> EXERCISE REQUIREMENTS:
Send back all the data below, exactly as given.

——————————

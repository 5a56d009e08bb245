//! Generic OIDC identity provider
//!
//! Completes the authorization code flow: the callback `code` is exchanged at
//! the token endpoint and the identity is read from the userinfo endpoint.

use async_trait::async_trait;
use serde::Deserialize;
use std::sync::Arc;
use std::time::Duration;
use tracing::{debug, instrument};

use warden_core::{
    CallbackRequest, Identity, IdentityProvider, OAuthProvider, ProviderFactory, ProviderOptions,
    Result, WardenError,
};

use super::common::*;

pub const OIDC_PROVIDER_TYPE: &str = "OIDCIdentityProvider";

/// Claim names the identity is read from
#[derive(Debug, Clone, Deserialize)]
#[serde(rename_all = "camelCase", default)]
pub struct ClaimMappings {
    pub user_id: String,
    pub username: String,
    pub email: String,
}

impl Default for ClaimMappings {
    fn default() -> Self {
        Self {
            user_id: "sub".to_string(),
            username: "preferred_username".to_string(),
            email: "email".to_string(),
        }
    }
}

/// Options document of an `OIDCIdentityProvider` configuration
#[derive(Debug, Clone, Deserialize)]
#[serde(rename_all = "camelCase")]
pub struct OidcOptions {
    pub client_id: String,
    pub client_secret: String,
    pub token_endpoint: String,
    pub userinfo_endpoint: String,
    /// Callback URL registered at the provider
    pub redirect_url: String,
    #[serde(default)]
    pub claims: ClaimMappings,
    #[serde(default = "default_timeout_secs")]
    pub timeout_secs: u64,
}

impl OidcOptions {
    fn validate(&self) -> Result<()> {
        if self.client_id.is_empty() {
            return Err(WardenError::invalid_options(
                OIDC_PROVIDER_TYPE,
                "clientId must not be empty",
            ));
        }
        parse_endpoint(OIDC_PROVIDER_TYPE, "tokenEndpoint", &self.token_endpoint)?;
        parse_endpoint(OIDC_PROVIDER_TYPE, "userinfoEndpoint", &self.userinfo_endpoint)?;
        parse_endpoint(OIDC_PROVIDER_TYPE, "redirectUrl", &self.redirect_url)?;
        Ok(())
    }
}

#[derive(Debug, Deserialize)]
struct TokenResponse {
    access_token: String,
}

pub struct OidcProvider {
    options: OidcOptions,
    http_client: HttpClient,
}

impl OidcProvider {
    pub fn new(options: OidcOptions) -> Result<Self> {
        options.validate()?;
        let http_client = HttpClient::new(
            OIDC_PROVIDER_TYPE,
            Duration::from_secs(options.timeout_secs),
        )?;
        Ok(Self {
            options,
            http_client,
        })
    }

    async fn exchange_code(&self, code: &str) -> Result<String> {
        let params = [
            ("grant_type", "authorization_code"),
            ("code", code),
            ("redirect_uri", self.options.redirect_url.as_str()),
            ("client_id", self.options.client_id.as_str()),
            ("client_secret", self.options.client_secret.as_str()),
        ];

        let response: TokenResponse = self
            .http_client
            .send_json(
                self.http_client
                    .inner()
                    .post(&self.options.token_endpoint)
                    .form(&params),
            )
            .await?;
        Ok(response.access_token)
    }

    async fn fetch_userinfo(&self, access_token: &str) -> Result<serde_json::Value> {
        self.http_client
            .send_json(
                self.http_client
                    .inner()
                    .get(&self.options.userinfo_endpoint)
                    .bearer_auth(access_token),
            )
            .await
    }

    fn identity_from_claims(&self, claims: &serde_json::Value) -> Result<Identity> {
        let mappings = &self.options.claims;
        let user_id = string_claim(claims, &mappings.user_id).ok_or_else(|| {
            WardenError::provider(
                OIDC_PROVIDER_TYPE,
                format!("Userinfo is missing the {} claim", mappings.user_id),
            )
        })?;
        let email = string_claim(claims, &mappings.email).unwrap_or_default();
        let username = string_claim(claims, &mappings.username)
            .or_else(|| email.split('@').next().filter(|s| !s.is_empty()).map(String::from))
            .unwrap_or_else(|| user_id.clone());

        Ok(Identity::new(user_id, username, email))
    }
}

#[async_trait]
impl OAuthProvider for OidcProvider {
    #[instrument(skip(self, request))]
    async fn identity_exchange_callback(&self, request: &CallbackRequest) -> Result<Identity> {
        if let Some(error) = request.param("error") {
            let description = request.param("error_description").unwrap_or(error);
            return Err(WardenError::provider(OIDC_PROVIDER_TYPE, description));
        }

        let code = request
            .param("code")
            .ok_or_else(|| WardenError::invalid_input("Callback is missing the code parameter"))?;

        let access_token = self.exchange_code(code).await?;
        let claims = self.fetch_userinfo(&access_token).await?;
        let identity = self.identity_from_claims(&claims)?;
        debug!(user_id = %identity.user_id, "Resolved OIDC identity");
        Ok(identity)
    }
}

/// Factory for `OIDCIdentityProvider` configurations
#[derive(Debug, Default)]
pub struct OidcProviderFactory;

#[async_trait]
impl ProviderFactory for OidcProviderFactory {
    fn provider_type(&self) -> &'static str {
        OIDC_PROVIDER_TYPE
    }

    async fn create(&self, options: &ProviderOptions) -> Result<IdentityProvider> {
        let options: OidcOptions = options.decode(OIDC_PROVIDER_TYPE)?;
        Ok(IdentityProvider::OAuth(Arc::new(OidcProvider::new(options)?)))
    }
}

——————————

> TASK RESPONSE:
repository 5a56d009e08bb245
//! Generic OIDC identity provider
//!
//! Completes the authorization code flow: the callback `code` is exchanged at
//! the token endpoint and the identity is read from the userinfo endpoint.

use async_trait::async_trait;
use serde::Deserialize;
use std::sync::Arc;
use std::time::Duration;
use tracing::{debug, instrument};

use warden_core::{
    CallbackRequest, Identity, IdentityProvider, OAuthProvider, ProviderFactory, ProviderOptions,
    Result, WardenError,
};

use super::common::*;

pub const OIDC_PROVIDER_TYPE: &str = "OIDCIdentityProvider";

/// Claim names the identity is read from
#[derive(Debug, Clone, Deserialize)]
#[serde(rename_all = "camelCase", default)]
pub struct ClaimMappings {
    pub user_id: String,
    pub username: String,
    pub email: String,
}

impl Default for ClaimMappings {
    fn default() -> Self {
        Self {
            user_id: "sub".to_string(),
            username: "preferred_username".to_string(),
            email: "email".to_string(),
        }
    }
}

/// Options document of an `OIDCIdentityProvider` configuration
#[derive(Debug, Clone, Deserialize)]
#[serde(rename_all = "camelCase")]
pub struct OidcOptions {
    pub client_id: String,
    pub client_secret: String,
    pub token_endpoint: String,
    pub userinfo_endpoint: String,
    /// Callback URL registered at the provider
    pub redirect_url: String,
    #[serde(default)]
    pub claims: ClaimMappings,
    #[serde(default = "default_timeout_secs")]
    pub timeout_secs: u64,
}

impl OidcOptions {
    fn validate(&self) -> Result<()> {
        if self.client_id.is_empty() {
            return Err(WardenError::invalid_options(
                OIDC_PROVIDER_TYPE,
                "clientId must not be empty",
            ));
        }
        parse_endpoint(OIDC_PROVIDER_TYPE, "tokenEndpoint", &self.token_endpoint)?;
        parse_endpoint(OIDC_PROVIDER_TYPE, "userinfoEndpoint", &self.userinfo_endpoint)?;
        parse_endpoint(OIDC_PROVIDER_TYPE, "redirectUrl", &self.redirect_url)?;
        Ok(())
    }
}

#[derive(Debug, Deserialize)]
struct TokenResponse {
    access_token: String,
}

pub struct OidcProvider {
    options: OidcOptions,
    http_client: HttpClient,
}

impl OidcProvider {
    pub fn new(options: OidcOptions) -> Result<Self> {
        options.validate()?;
        let http_client = HttpClient::new(
            OIDC_PROVIDER_TYPE,
            Duration::from_secs(options.timeout_secs),
        )?;
        Ok(Self {
            options,
            http_client,
        })
    }

    async fn exchange_code(&self, code: &str) -> Result<String> {
        let params = [
            ("grant_type", "authorization_code"),
            ("code", code),
            ("redirect_uri", self.options.redirect_url.as_str()),
            ("client_id", self.options.client_id.as_str()),
            ("client_secret", self.options.client_secret.as_str()),
        ];

        let response: TokenResponse = self
            .http_client
            .send_json(
                self.http_client
                    .inner()
                    .post(&self.options.token_endpoint)
                    .form(&params),
            )
            .await?;
        Ok(response.access_token)
    }

    async fn fetch_userinfo(&self, access_token: &str) -> Result<serde_json::Value> {
        self.http_client
            .send_json(
                self.http_client
                    .inner()
                    .get(&self.options.userinfo_endpoint)
                    .bearer_auth(access_token),
            )
            .await
    }

    fn identity_from_claims(&self, claims: &serde_json::Value) -> Result<Identity> {
        let mappings = &self.options.claims;
        let user_id = string_claim(claims, &mappings.user_id).ok_or_else(|| {
            WardenError::provider(
                OIDC_PROVIDER_TYPE,
                format!("Userinfo is missing the {} claim", mappings.user_id),
            )
        })?;
        let email = string_claim(claims, &mappings.email).unwrap_or_default();
        let username = string_claim(claims, &mappings.username)
            .or_else(|| email.split('@').next().filter(|s| !s.is_empty()).map(String::from))
            .unwrap_or_else(|| user_id.clone());

        Ok(Identity::new(user_id, username, email))
    }
}

#[async_trait]
impl OAuthProvider for OidcProvider {
    #[instrument(skip(self, request))]
    async fn identity_exchange_callback(&self, request: &CallbackRequest) -> Result<Identity> {
        if let Some(error) = request.param("error") {
            let description = request.param("error_description").unwrap_or(error);
            return Err(WardenError::provider(OIDC_PROVIDER_TYPE, description));
        }

        let code = request
            .param("code")
            .ok_or_else(|| WardenError::invalid_input("Callback is missing the code parameter"))?;

        let access_token = self.exchange_code(code).await?;
        let claims = self.fetch_userinfo(&access_token).await?;
        let identity = self.identity_from_claims(&claims)?;
        debug!(user_id = %identity.user_id, "Resolved OIDC identity");
        Ok(identity)
    }
}

/// Factory for `OIDCIdentityProvider` configurations
#[derive(Debug, Default)]
pub struct OidcProviderFactory;

#[async_trait]
impl ProviderFactory for OidcProviderFactory {
    fn provider_type(&self) -> &'static str {
        OIDC_PROVIDER_TYPE
    }

    async fn create(&self, options: &ProviderOptions) -> Result<IdentityProvider> {
        let options: OidcOptions = options.decode(OIDC_PROVIDER_TYPE)?;
        Ok(IdentityProvider::OAuth(Arc::new(OidcProvider::new(options)?)))
    }
}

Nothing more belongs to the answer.